I'm writing a game which could loosely be described as a strategy game, with a typical camera - it looks down onto the world from a high angle with a perspective projection. The player will interact with the game by tapping or clicking things on the "ground" and will also be able to move the camera a bit. For various reasons I'm writing my own engine instead of using a ready-made one. It's based on OpenGL ES 2.0 (or an equivalent subset of OpenGL for PCs) with glm for the maths.

With the help of a diagram and schoolboy trigonometry I managed to come up with an equation for calculating the minimum zfar value to use in glm::perspective to render the ground at its farthest from the camera (at the top of the screen) but I don't know how to work out where a point on the screen corresponds to on the ground. I think glm::unproject will be useful but the trouble is I don't have a meaningful z-coordinate to plug in to glm::unproject. I know you can read the depth buffer to get this, but I also want to be able to work out which bits of the ground are visible (at the four corners of the viewport) and use this to limit the camera's movement (and to work out which bits of the terrain are outside the view and don't need to be rendered), so it would be better if I could do this before rendering anything.

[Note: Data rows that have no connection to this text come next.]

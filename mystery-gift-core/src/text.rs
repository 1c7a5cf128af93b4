// Gen3 single-byte text encoding (international/English layout).
//
// '\0' marks an unmapped byte. 0x00 and 0xA0 are both used as space/padding
// by the games, and the control range 0xFA-0xFE is flattened to spaces when
// decoding for single-line display.
const GEN3_CHARSET: [char; 256] = [
    /* 00 */ ' ', 'À', 'Á', 'Â', 'Ç', 'È', 'É', 'Ê',
    /* 08 */ 'Ë', 'Ì', ' ', 'Î', 'Ï', 'Ò', 'Ó', 'Ô',
    /* 10 */ 'Œ', 'Ù', 'Ú', 'Û', 'Ñ', 'ß', 'à', 'á',
    /* 18 */ '\0', 'ç', 'è', 'é', 'ê', 'ë', 'ì', '\0',
    /* 20 */ 'î', 'ï', 'ò', 'ó', 'ô', 'œ', 'ù', 'ú',
    /* 28 */ 'û', 'ñ', 'º', 'ª', '\u{1D49}', '&', '+', '\0',
    /* 30 */ '\0', 'L', 'v', '=', ';', '\0', '\0', '\0',
    /* 38 */ '\0', '\0', '\0', '\0', '\0', '\0', '\0', '\0',
    /* 40 */ '\0', '¿', '¡', 'P', 'K', 'M', 'N', '\0',
    /* 48 */ '\0', '\0', '\0', 'Í', '%', '(', ')', '\0',
    /* 50 */ '\0', 'â', '\0', 'í', '\0', '\0', '\0', '\0',
    /* 58 */ '\0', '\0', '↑', '↓', '←', '→', '\0', '\0',
    /* 60 */ '*', '*', '*', '*', '\u{1D49}', '<', '>', '\0',
    /* 68 */ '\0', '\0', '\0', '\0', '\0', '\0', '\0', '\0',
    /* 70 */ '\0', '\0', '\0', '\0', '\0', '\0', '\0', '\0',
    /* 78 */ '\0', '↑', '↓', '←', '→', '*', '*', '*',
    /* 80 */ '*', '*', '*', '*', '\u{1D49}', '<', '>', '\0',
    /* 88 */ '\0', '\0', '\0', '\0', '\0', '\0', '\0', '\0',
    /* 90 */ '\0', '\0', '\0', '\0', '\0', '\0', '\0', '\0',
    /* 98 */ '\0', '\0', '\0', '\0', '\0', '\0', '\0', '\0',
    /* a0 */ '\0', '0', '1', '2', '3', '4', '5', '6',
    /* a8 */ '7', '8', '9', '!', '?', '.', '-', '・',
    /* b0 */ '‥', '“', '”', '‘', '’', '♂', '♀', ' ',
    /* b8 */ ',', '×', '/', 'A', 'B', 'C', 'D', 'E',
    /* c0 */ 'F', 'G', 'H', 'I', 'J', 'K', 'L', 'M',
    /* c8 */ 'N', 'O', 'P', 'Q', 'R', 'S', 'T', 'U',
    /* d0 */ 'V', 'W', 'X', 'Y', 'Z', 'a', 'b', 'c',
    /* d8 */ 'd', 'e', 'f', 'g', 'h', 'i', 'j', 'k',
    /* e0 */ 'l', 'm', 'n', 'o', 'p', 'q', 'r', 's',
    /* e8 */ 't', 'u', 'v', 'w', 'x', 'y', 'z', '►',
    /* f0 */ ':', 'Ä', 'Ö', 'Ü', 'ä', 'ö', 'ü', '\0',
    /* f8 */ '\0', '\0', '\0', '\0', '\0', '\0', '\0', '\0',
];

/// String terminator byte.
pub const EOS: u8 = 0xFF;

/// Looks up the character for a single encoded byte, if it has one.
pub fn gen3_char(byte: u8) -> Option<char> {
    match GEN3_CHARSET[byte as usize] {
        '\0' => None,
        ch => Some(ch),
    }
}

/// Decodes at most `max_len` bytes of Gen3 text.
///
/// Decoding stops at `0xFF`. Padding and control bytes become spaces and
/// every other unmapped byte is skipped. Trailing padding is kept, so a
/// zero-filled field decodes to trailing spaces.
pub fn decode_text(bytes: &[u8], max_len: usize) -> String {
    let mut out = String::new();
    for &b in bytes.iter().take(max_len) {
        if b == EOS {
            break;
        }
        match gen3_char(b) {
            Some(ch) => out.push(ch),
            None => {
                if matches!(b, 0x00 | 0xA0 | 0xFA..=0xFE) {
                    out.push(' ');
                }
            }
        }
    }
    out
}

fn encode_char(ch: char) -> u8 {
    match ch {
        '0'..='9' => 0xA1 + (ch as u8 - b'0'),
        'A'..='Z' => 0xBB + (ch as u8 - b'A'),
        'a'..='z' => 0xD5 + (ch as u8 - b'a'),
        '!' => 0xAB,
        '?' => 0xAC,
        '.' => 0xAD,
        '-' => 0xAE,
        ',' => 0xB8,
        '/' => 0xBA,
        ':' => 0xF0,
        ' ' => 0x00,
        _ => GEN3_CHARSET
            .iter()
            .position(|&c| c == ch)
            .map(|i| i as u8)
            .unwrap_or(0x00),
    }
}

/// Encodes `text` into a zero-filled buffer of exactly `max_len` bytes.
///
/// Digits and ASCII letters are resolved arithmetically before falling back
/// to a reverse table scan, so 'P' encodes to 0xCA rather than the 0x43
/// "PKMN" glyph. Characters with no encoding become 0x00. No terminator is
/// appended; the zero padding acts as one.
pub fn encode_text(text: &str, max_len: usize) -> Vec<u8> {
    let mut out = vec![0u8; max_len];
    for (slot, ch) in out.iter_mut().zip(text.chars()) {
        *slot = encode_char(ch);
    }
    out
}

/// Writes `text` into a fixed-width field in place.
pub(crate) fn encode_text_into(dest: &mut [u8], text: &str) {
    let encoded = encode_text(text, dest.len());
    dest.copy_from_slice(&encoded);
}

// Reduced charset used for ROM name tables; anything else is dropped.
fn name_char(byte: u8) -> Option<char> {
    match byte {
        0x00 => Some(' '),
        0xA1..=0xAE | 0xBB..=0xEE => gen3_char(byte),
        0xB4 => Some('\''),
        0xB8 => Some(','),
        0xBA => Some('/'),
        0xF0 => Some(':'),
        _ => None,
    }
}

/// Decodes a ROM name-table entry: stops at 0xFF and trims the result.
pub fn decode_name(bytes: &[u8]) -> String {
    let mut out = String::new();
    for &b in bytes {
        if b == EOS {
            break;
        }
        if let Some(ch) = name_char(b) {
            out.push(ch);
        }
    }
    out.trim().to_string()
}

#[cfg(test)]
mod tests {
    use super::*;

    #[test]
    fn decodes_ascii_ranges() {
        let bytes = [0xCE, 0xBF, 0xCD, 0xCE, 0x00, 0xA2, 0xA3, 0xAB, 0xFF, 0xBB];
        assert_eq!(decode_text(&bytes, bytes.len()), "TEST 12!");
    }

    #[test]
    fn control_bytes_become_spaces_and_unmapped_are_skipped() {
        let bytes = [0xBB, 0xFE, 0xBC, 0xFA, 0xBD, 0x18, 0xBE, 0xA0];
        assert_eq!(decode_text(&bytes, bytes.len()), "A B CD ");
    }

    #[test]
    fn decode_respects_max_len() {
        let bytes = [0xBB, 0xBC, 0xBD];
        assert_eq!(decode_text(&bytes, 2), "AB");
    }

    #[test]
    fn encode_prefers_alphabet_over_pkmn_glyphs() {
        let bytes = encode_text("PKMN", 4);
        assert_eq!(bytes, vec![0xCA, 0xC5, 0xC7, 0xC8]);
    }

    #[test]
    fn encode_zero_pads_and_truncates() {
        assert_eq!(encode_text("Hi!", 5), vec![0xC2, 0xDD, 0xAB, 0x00, 0x00]);
        assert_eq!(encode_text("ABCDEF", 3), vec![0xBB, 0xBC, 0xBD]);
    }

    #[test]
    fn encode_falls_back_to_table_scan() {
        assert_eq!(encode_text("é♂", 2), vec![0x1B, 0xB5]);
        assert_eq!(encode_text("~", 1), vec![0x00]);
    }

    #[test]
    fn decode_encode_is_stable_for_every_mapped_byte() {
        for b in 0u16..=0xFE {
            let b = b as u8;
            if gen3_char(b).is_none() {
                continue;
            }
            let first = decode_text(&[b], 1);
            let again = decode_text(&encode_text(&first, 1), 1);
            assert_eq!(first, again, "byte {b:#04x}");
        }
    }

    #[test]
    fn name_decoding_trims_and_drops_accents() {
        let bytes = [0x00, 0xCA, 0xE3, 0xDF, 0xD9, 0x1B, 0xAD, 0x00, 0xFF, 0xBB];
        assert_eq!(decode_name(&bytes), "Poke.");
    }
}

I thought I could get a line joining the same NDC X and Y on the near and far clipping planes then use my diagram/equation to work out where this line crosses my ground plane, but it didn't work. I think the main problem is that I assumed a linear mapping of Z between world space and device space, and I don't think this is the case for a perspective projection. I'm also not sure of the Z values for the near and far planes to use as input to glm::unproject. Is it 1.0 for far and -1.0 for near?

Rambling on a bit, I had a lot of trouble understanding the perspective divide. Am I right in thinking this is an extra step OpenGL automatically performs after the matrix transformations, and it just converts [x, y, z, w] into [x/w, y/w, z/w]? And that an orthogonal projection matrix sets w to 1 and a perspective one sets it to z? But z from which "space"?